Careful planning prior to endovascular treatment of cerebral vasospasm can lead to decreased procedure time and maximal improvement in intracranial vessel narrowing. IA administration of nicardipine or other calcium channel blockers may augment the results of cerebral angioplasty. At our institution, we have developed a protocol in which IA nicardipine is infused through the guide catheter before and during cerebral angioplasty, which maximizes pharmacological vasodilation and circulating nicardipine levels and minimizes indwelling catheter time. Moreover, the ability to administer additional IA nicardipine through the lumen of the deflated Scepter XC balloon was beneficial in the targeted treatment of distal M3 vasospasm after more proximal vasospasm angioplasty in a single patient.

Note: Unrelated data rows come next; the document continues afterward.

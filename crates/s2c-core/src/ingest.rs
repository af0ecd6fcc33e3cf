//! Reading session exports into an ordered list of tracks.

use std::io::Read;

use chrono::NaiveDate;
use csv::{ReaderBuilder, StringRecord};
use serde::{Deserialize, Serialize};
use tracing::debug;

use crate::ParseError;
use crate::timestamp::{parse_session_date, parse_timestamp};
use crate::track::{Session, Track};

/// Title, author, start time and end time.
const TRACK_FIELDS: usize = 4;

/// Which rows of an export carry something other than tracks.
#[derive(Debug, Clone, Copy, Default, PartialEq, Eq, Serialize, Deserialize)]
#[serde(rename_all = "snake_case")]
pub enum SessionLayout {
    /// The row after the header holds the session date in its first field.
    #[default]
    Dated,
    /// Every row after the header is a track.
    Undated,
}

/// Reads a comma-separated session export.
pub fn read_session<R: Read>(reader: R, layout: SessionLayout) -> Result<Session, ParseError> {
    let mut reader = ReaderBuilder::new()
        .has_headers(false)
        .flexible(true)
        .from_reader(reader);
    let records = reader.records().collect::<Result<Vec<_>, _>>()?;
    parse_records(&records, layout)
}

/// Builds a session from already-split rows, header included.
pub fn parse_records(records: &[StringRecord], layout: SessionLayout) -> Result<Session, ParseError> {
    let mut session = Session::default();
    // Row numbers are 1-based to match what a spreadsheet shows.
    let mut rows = records.iter().enumerate().map(|(idx, record)| (idx + 1, record));

    if let Some((row, _)) = rows.next() {
        debug!(row, "skipping header row");
    }

    let mut day = None;
    if layout == SessionLayout::Dated {
        if let Some((row, record)) = rows.next() {
            let date = record
                .get(0)
                .filter(|date| !date.is_empty())
                .ok_or(ParseError::MissingDate { row })?;
            day = Some(parse_session_date(date).map_err(|source| ParseError::Row {
                row,
                source: Box::new(source),
            })?);
            debug!(row, date, "captured session date");
            session.recorded_date = Some(date.to_string());
        }
    }

    for (row, record) in rows {
        let index = session.tracks.len() + 1;
        let track = parse_track(row, index, record, day)?;
        debug!(row, index, title = %track.title, start = %track.start_time, end = %track.end_time, "parsed track");
        session.tracks.push(track);
    }

    Ok(session)
}

fn parse_track(
    row: usize,
    index: usize,
    record: &StringRecord,
    date: Option<NaiveDate>,
) -> Result<Track, ParseError> {
    if record.len() < TRACK_FIELDS {
        return Err(ParseError::TooFewFields {
            row,
            expected: TRACK_FIELDS,
            found: record.len(),
        });
    }

    let timestamp = |raw: &str| {
        parse_timestamp(raw, date).map_err(|source| ParseError::Row {
            row,
            source: Box::new(source),
        })
    };

    Ok(Track::new(
        index,
        &record[0],
        &record[1],
        timestamp(&record[2])?,
        timestamp(&record[3])?,
    ))
}
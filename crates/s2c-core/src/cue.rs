//! CUE sheet rendering.

use std::fmt::{self, Write};

use chrono::TimeDelta;
use serde::{Deserialize, Serialize};
use tracing::debug;

use crate::CueError;
use crate::track::Track;

/// A position within the audio file in CUE `MM:SS:FF` notation.
///
/// Sub-second precision is not tracked, so frames are always zero. Hours are
/// folded into minutes, which may grow past two digits for long sessions.
#[derive(Debug, Clone, Copy, PartialEq, Eq, PartialOrd, Ord)]
pub struct CueTime {
    minutes: i64,
    seconds: i64,
}

impl CueTime {
    /// Total whole minutes, hours included.
    pub const fn minutes(self) -> i64 {
        self.minutes
    }

    /// Remaining seconds within the minute.
    pub const fn seconds(self) -> i64 {
        self.seconds
    }
}

impl TryFrom<TimeDelta> for CueTime {
    type Error = CueError;

    fn try_from(duration: TimeDelta) -> Result<Self, Self::Error> {
        let total = duration.num_seconds();
        if total < 0 {
            return Err(CueError::NegativeDuration { seconds: total });
        }
        let hours = total / 3600;
        let minutes = (total % 3600) / 60;
        Ok(Self {
            minutes: hours * 60 + minutes,
            seconds: total % 60,
        })
    }
}

impl fmt::Display for CueTime {
    fn fmt(&self, f: &mut fmt::Formatter<'_>) -> fmt::Result {
        write!(f, "{:02}:{:02}:00", self.minutes, self.seconds)
    }
}

/// Which `INDEX` lines each track block carries.
#[derive(Debug, Clone, Copy, Default, PartialEq, Eq, Serialize, Deserialize)]
#[serde(rename_all = "snake_case")]
pub enum IndexMarkers {
    /// `INDEX 00` at the elapsed offset and `INDEX 01` where the track ends.
    #[default]
    Both,
    /// Only `INDEX 00`, as older sheets were written.
    PregapOnly,
}

/// Fixed text surrounding the track blocks.
#[derive(Debug, Clone, PartialEq, Eq, Serialize, Deserialize)]
pub struct SheetOptions {
    /// Text of the `REM COMMENT` line.
    pub comment: String,
    /// File name on the `FILE` line.
    pub audio_file: String,
    /// File type on the `FILE` line.
    pub audio_format: String,
    /// Which `INDEX` lines to emit.
    pub index_markers: IndexMarkers,
}

impl Default for SheetOptions {
    fn default() -> Self {
        Self {
            comment: "Recorded by Serato DJ".to_string(),
            audio_file: "noname.wav".to_string(),
            audio_format: "WAV".to_string(),
            index_markers: IndexMarkers::default(),
        }
    }
}

/// Renders a complete CUE sheet for tracks whose elapsed times are set.
pub fn render_sheet(
    recorded_date: Option<&str>,
    tracks: &[Track],
    options: &SheetOptions,
) -> Result<String, CueError> {
    let mut out = String::new();
    write_preamble(&mut out, recorded_date, options)?;
    for track in tracks {
        write_track(&mut out, track, options.index_markers)?;
    }
    Ok(out)
}

fn write_preamble(
    out: &mut String,
    recorded_date: Option<&str>,
    options: &SheetOptions,
) -> fmt::Result {
    writeln!(out, "REM COMMENT \"{}\"", options.comment)?;
    if let Some(date) = recorded_date {
        writeln!(out, "REM DATE {date}")?;
    }
    writeln!(
        out,
        "FILE \"{}\" {}",
        options.audio_file, options.audio_format
    )
}

/// Appends one `TRACK` block.
pub fn write_track(out: &mut String, track: &Track, markers: IndexMarkers) -> Result<(), CueError> {
    let start = CueTime::try_from(track.elapsed)?;
    let end = CueTime::try_from(track.elapsed + track.length())?;
    debug!(index = track.index, %start, %end, "rendering track");

    writeln!(out, "  TRACK {:02} AUDIO", track.index)?;
    writeln!(out, "    TITLE \"{}\"", track.title)?;
    writeln!(out, "    PERFORMER \"{}\"", track.author)?;
    writeln!(out, "    INDEX 00 {start}")?;
    if markers == IndexMarkers::Both {
        writeln!(out, "    INDEX 01 {end}")?;
    }
    Ok(())
}
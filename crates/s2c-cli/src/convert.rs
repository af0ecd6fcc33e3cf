//! The convert command: session export in, CUE sheet out.

use std::fs::{self, File};
use std::io::{self, BufReader, Write};
use std::path::Path;

use anyhow::{Context, Result};

use s2c_core::ConvertOptions;

/// Renders the session export at `input` as a CUE sheet.
pub fn render_file(input: &Path, options: &ConvertOptions) -> Result<String> {
    let file =
        File::open(input).with_context(|| format!("failed to open {}", input.display()))?;
    s2c_core::convert(BufReader::new(file), options)
        .with_context(|| format!("failed to convert {}", input.display()))
}

/// Writes a finished sheet to `output`, or stdout when no path is given.
pub fn write_sheet(sheet: &str, output: Option<&Path>) -> Result<()> {
    match output {
        Some(path) => {
            fs::write(path, sheet).with_context(|| format!("failed to write {}", path.display()))
        }
        None => write_to(&mut io::stdout().lock(), sheet),
    }
}

fn write_to<W: Write>(writer: &mut W, sheet: &str) -> Result<()> {
    writer
        .write_all(sheet.as_bytes())
        .and_then(|()| writer.flush())
        .context("failed to write CUE sheet")
}
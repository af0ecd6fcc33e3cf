//! serato2cue CLI library.
//!
//! This crate provides the CLI interface for serato2cue.

mod cli;
mod config;
pub mod convert;

pub use cli::Cli;
pub use config::Config;
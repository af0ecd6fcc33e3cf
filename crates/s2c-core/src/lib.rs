//! Core conversion logic for serato2cue.
//!
//! This crate turns a Serato DJ session export into a CUE sheet:
//! - Ingest: reading CSV rows into timestamped tracks
//! - Reconcile: snapping each track's end onto the next track's start
//! - Accumulate: computing every track's offset into the recording
//! - Render: writing the CUE sheet text

pub mod convert;
pub mod cue;
mod error;
pub mod ingest;
pub mod reconcile;
pub mod timestamp;
pub mod track;

pub use convert::{ConvertOptions, convert};
pub use cue::{CueTime, IndexMarkers, SheetOptions, render_sheet};
pub use error::{ConvertError, CueError, ParseError, TimelineError};
pub use ingest::{SessionLayout, parse_records, read_session};
pub use reconcile::{accumulate, reconcile};
pub use track::{Session, Track};
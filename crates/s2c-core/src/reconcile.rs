//! Timeline passes over a session's tracks.
//!
//! Logged end times are approximate. The next track's start is the real
//! boundary, so [`reconcile`] moves every end time onto it before
//! [`accumulate`] computes each track's offset into the recording.

use chrono::TimeDelta;
use tracing::debug;

use crate::TimelineError;
use crate::track::Track;

/// Closes the gaps and overlaps between consecutive tracks.
///
/// Each track except the last ends where the next one starts. The last keeps
/// its logged end time. Fails if any track would end before it starts.
pub fn reconcile(mut tracks: Vec<Track>) -> Result<Vec<Track>, TimelineError> {
    for idx in 1..tracks.len() {
        let next_start = tracks[idx].start_time;
        let track = &mut tracks[idx - 1];
        if track.end_time != next_start {
            debug!(
                index = track.index,
                logged = %track.end_time,
                reconciled = %next_start,
                "moved track end to next start"
            );
        }
        track.end_time = next_start;
    }

    if let Some(track) = tracks.iter().find(|track| track.end_time < track.start_time) {
        return Err(TimelineError::EndBeforeStart {
            index: track.index,
            start: track.start_time,
            end: track.end_time,
        });
    }

    Ok(tracks)
}

/// Sets each track's elapsed time to the total length of the tracks before it.
pub fn accumulate(mut tracks: Vec<Track>) -> Vec<Track> {
    let mut elapsed = TimeDelta::zero();
    for track in &mut tracks {
        track.elapsed = elapsed;
        elapsed += track.length();
        debug!(index = track.index, elapsed = %track.elapsed, length = %track.length(), "accumulated track");
    }
    tracks
}
//! Parsing of the loosely-formatted time strings found in session exports.
//!
//! Serato writes times of day such as `20:10:29 GMT-4`. Only the leading
//! `HH:MM:SS` is significant; whatever follows is discarded.

use chrono::{NaiveDate, NaiveDateTime, NaiveTime, Timelike};

use crate::ParseError;

/// Number of leading characters that carry the `HH:MM:SS` time of day.
const TIME_OF_DAY_LEN: usize = 8;

const TIME_FORMAT: &str = "%H:%M:%S";
const DATE_FORMAT: &str = "%d/%m/%Y";

/// Accepted layouts, `D` standing for an ASCII digit. chrono alone would also
/// take space padding, single digits and signed or short years.
const TIME_SHAPE: &[u8] = b"DD:DD:DD";
const DATE_SHAPE: &[u8] = b"DD/DD/DDDD";

/// Parses a time-of-day field, optionally anchored to a session date.
///
/// Without a date the time is placed on a fixed calendar day, which keeps
/// durations between timestamps correct while the date itself is meaningless.
pub fn parse_timestamp(raw: &str, date: Option<NaiveDate>) -> Result<NaiveDateTime, ParseError> {
    let time = parse_time_of_day(raw)?;
    Ok(NaiveDateTime::new(date.unwrap_or_else(anchor_date), time))
}

/// Parses the `HH:MM:SS` prefix of `raw`, ignoring any trailing annotation.
pub fn parse_time_of_day(raw: &str) -> Result<NaiveTime, ParseError> {
    let invalid = || ParseError::InvalidTime {
        value: raw.to_string(),
    };

    let head = raw
        .get(..TIME_OF_DAY_LEN)
        .filter(|head| has_shape(head, TIME_SHAPE))
        .ok_or_else(invalid)?;
    let time = NaiveTime::parse_from_str(head, TIME_FORMAT).map_err(|_| invalid())?;

    // chrono represents a leap second as nanoseconds past one billion
    if time.nanosecond() >= 1_000_000_000 {
        return Err(invalid());
    }
    Ok(time)
}

/// Parses a session date in `DD/MM/YYYY` form.
pub fn parse_session_date(raw: &str) -> Result<NaiveDate, ParseError> {
    let invalid = || ParseError::InvalidDate {
        value: raw.to_string(),
    };

    if !has_shape(raw, DATE_SHAPE) {
        return Err(invalid());
    }
    NaiveDate::parse_from_str(raw, DATE_FORMAT).map_err(|_| invalid())
}

fn has_shape(value: &str, shape: &[u8]) -> bool {
    value.len() == shape.len()
        && value.bytes().zip(shape).all(|(byte, &expected)| match expected {
            b'D' => byte.is_ascii_digit(),
            separator => byte == separator,
        })
}

/// The day undated times are placed on.
fn anchor_date() -> NaiveDate {
    NaiveDate::default()
}
//! §4.3 "Sanitization": any string value used inside a scalar filter
//! predicate is validated before it reaches SQL. Even though every query in
//! this crate binds values as parameters (DuckDB escapes those for us),
//! this validation is a second gate per the spec's explicit contract: a
//! value outside the safe set or over the length limit makes the lookup
//! return empty without ever executing a query, rather than trusting the
//! backend's parameterization alone.

const MAX_SCALAR_LEN: usize = 1024;

fn is_safe_char(c: char) -> bool {
    c.is_ascii_alphanumeric() || matches!(c, '/' | '.' | '_' | '-' | ' ' | ':' | '\\')
}

/// Returns `Some(value)` unchanged if it passes the safe-set and length
/// check, `None` otherwise.
pub fn sanitize_scalar(value: &str) -> Option<&str> {
    if value.is_empty() || value.len() > MAX_SCALAR_LEN {
        return None;
    }
    value.chars().all(is_safe_char).then_some(value)
}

We experienced no procedure related complications in this small series although arterial injury or rupture is a concern in all cases of cerebral angioplasty. Previous studies have described a 1–4% risk of arterial rupture or dissection during angioplasty for the treatment of cerebral vasospasm, although these studies were performed with earlier generations of angioplasty balloons.11 ,16 Theoretically, the improved stability of balloon inflation and the extra compliant nature of the Scepter XC balloon should be protective against arterial injury and vessel rupture. It would be of interest to determine if the safety profile of cerebral angioplasty is improved with the Scepter XC balloon. However, much greater numbers of patients would be required to determine accurately the safety profile of the Scepter XC balloon in the treatment of cerebral vasospasm.
There are a few shortcomings to the Scepter XC balloon. First, the preparation of the balloon is somewhat time consuming in order to ensure an absence of air within the device. Next, the balloon has a 5 mm nose distal to the balloon that may limit positioning of the balloon near vessel bifurcations. Lastly, although not directly applicable to this study, the absence of a coil marker on the catheter portion of the balloon is limiting when using the Scepter XC in the treatment of cerebral aneurysms. Ideally, these limitations in the Scepter XC balloon will be improved with future generations of the device.
Cerebral angioplasty using the Scepter XC balloon in the treatment of vasospasm following SAH is safe and effective, and there were no complications in our series of five patients and 11 total angioplasty treatment sessions. The excellent trackability, stability, and the extra compliant balloon design of the Scepter XC facilitated successful angioplasty of distal intracranial vessels, including the A2 segment of the anterior cerebral artery and the M2 segment of the middle cerebral artery. Moreover, the ability to infuse IA calcium channel blockers through the central lumen of the Scepter XC provides an additional tool in the treatment of cerebral vasospasm.
Contributors JJH, OC, and HMD conceived and designed the study. JJH acquired the data and performed the data analysis. All authors were involved in the interpretation of the data, writing the manuscript, and revising the manuscript. All authors approved the final version of the manuscript for publication.
Competing interests None.
Ethics approval This study was performed in accordance with Stanford University's Internal Review Board policies and is in compliance with the Health Insurance Portability and Accountability Act.
Provenance and peer review Not commissioned; externally peer reviewed.
Data sharing statement All data are available within the manuscript. Additional data may be requested of the corresponding author if needed.